Write out each line of the entries exactly, starting at the first and finishing with the line that contains "the listen address".

Collected data:
▬▬▬
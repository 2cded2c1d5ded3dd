//! Wire types exchanged between supernodes, the communication layer and the
//! ledger, plus the base64-JSON nesting used for envelope `data` fields.

mod comm;
mod ledger;
mod rta;

pub use comm::*;
pub use ledger::*;
pub use rta::*;

use base64::{engine::general_purpose::STANDARD as BASE64, Engine};
use serde::{de::DeserializeOwned, Serialize};
use thiserror::Error;

#[derive(Error, Debug)]
pub enum PayloadError {
    #[error("Invalid base64 payload: {0}")]
    Base64(#[from] base64::DecodeError),
    #[error("Invalid JSON payload: {0}")]
    Json(#[from] serde_json::Error),
}

/// Serialize an inner payload to JSON and wrap it in base64, the form every
/// envelope carries in its `data` field.
pub fn encode_payload<T: Serialize>(payload: &T) -> Result<String, PayloadError> {
    let json = serde_json::to_vec(payload)?;
    Ok(BASE64.encode(json))
}

/// Reverse of [`encode_payload`].
pub fn decode_payload<T: DeserializeOwned>(data: &str) -> Result<T, PayloadError> {
    let json = BASE64.decode(data)?;
    Ok(serde_json::from_slice(&json)?)
}
use clap::Parser;

/// TaskHub API server
#[derive(Debug, Parser)]
#[command(name = "taskhub", about = "Task management API server")]
pub struct Args {
    /// Override the listen address
    #[arg(long, env = "TASKHUB_LISTEN")]
    pub listen: Option<std::net::SocketAddr>,

    /// Log filter directive (overridden by RUST_LOG when set)
    #[arg(long, default_value = "info")]
    pub log_filter: String,
}
use axum::extract::Request;
use axum::middleware::Next;
use axum::response::{IntoResponse, Response};
use taskhub_core::AppError;
use taskhub_store::Store;

use crate::rejection::Rejection;

/// Authenticate requests via bearer token
///
/// Verifies the token against the hosted auth provider and attaches the
/// resulting `AuthUser` to the request. Any verification failure is
/// surfaced as a 401 through the error pipeline; the upstream detail is
/// kept in the local log only.
pub async fn auth_middleware(store: Store, request: Request, next: Next) -> Response {
    let Some(token) = bearer_token(request.headers()) else {
        return Rejection(AppError::unauthorized("No token provided")).into_response();
    };
    let token = token.to_owned();

    match store.verify_token(&token).await {
        Ok(user) => {
            let mut request = request;
            request.extensions_mut().insert(user);
            next.run(request).await
        }
        Err(e) => {
            tracing::warn!(error = %e, "token verification failed");
            Rejection(AppError::unauthorized("Invalid token")).into_response()
        }
    }
}

/// Extract the bearer token from the Authorization header
pub fn bearer_token(headers: &http::HeaderMap) -> Option<&str> {
    headers
        .get(http::header::AUTHORIZATION)
        .and_then(|v| v.to_str().ok())
        .and_then(|v| v.strip_prefix("Bearer "))
}
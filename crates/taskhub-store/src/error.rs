use taskhub_core::AppError;
use thiserror::Error;

/// Errors from the hosted store collaborator
#[derive(Debug, Error)]
pub enum StoreError {
    /// Presented access token was rejected by the auth provider
    #[error("invalid or expired token")]
    InvalidToken,

    /// Email/password pair was rejected
    #[error("invalid credentials")]
    InvalidCredentials,

    /// Query matched no rows
    #[error("{resource} not found")]
    NotFound { resource: &'static str },

    /// Upstream returned an unexpected error status
    #[error("store error ({status}): {message}")]
    Upstream { status: u16, message: String },

    /// Request never completed (connect, timeout, decode)
    #[error(transparent)]
    Transport(#[from] reqwest::Error),
}

impl From<StoreError> for AppError {
    fn from(err: StoreError) -> Self {
        match err {
            StoreError::InvalidToken => Self::unauthorized("Invalid token"),
            StoreError::InvalidCredentials => Self::unauthorized("Invalid credentials"),
            StoreError::NotFound { resource } => Self::not_found(resource),
            other @ (StoreError::Upstream { .. } | StoreError::Transport(_)) => Self::internal(other.to_string()),
        }
    }
}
▬▬▬
Answer box:
repository 2cded2c1d5ded3dd
//! Wire types exchanged between supernodes, the communication layer and the
//! ledger, plus the base64-JSON nesting used for envelope `data` fields.

mod comm;
mod ledger;
mod rta;

pub use comm::*;
pub use ledger::*;
pub use rta::*;

use base64::{engine::general_purpose::STANDARD as BASE64, Engine};
use serde::{de::DeserializeOwned, Serialize};
use thiserror::Error;

#[derive(Error, Debug)]
pub enum PayloadError {
    #[error("Invalid base64 payload: {0}")]
    Base64(#[from] base64::DecodeError),
    #[error("Invalid JSON payload: {0}")]
    Json(#[from] serde_json::Error),
}

/// Serialize an inner payload to JSON and wrap it in base64, the form every
/// envelope carries in its `data` field.
pub fn encode_payload<T: Serialize>(payload: &T) -> Result<String, PayloadError> {
    let json = serde_json::to_vec(payload)?;
    Ok(BASE64.encode(json))
}

/// Reverse of [`encode_payload`].
pub fn decode_payload<T: DeserializeOwned>(data: &str) -> Result<T, PayloadError> {
    let json = BASE64.decode(data)?;
    Ok(serde_json::from_slice(&json)?)
}
use clap::Parser;

/// TaskHub API server
#[derive(Debug, Parser)]
#[command(name = "taskhub", about = "Task management API server")]
pub struct Args {
    /// Override the listen address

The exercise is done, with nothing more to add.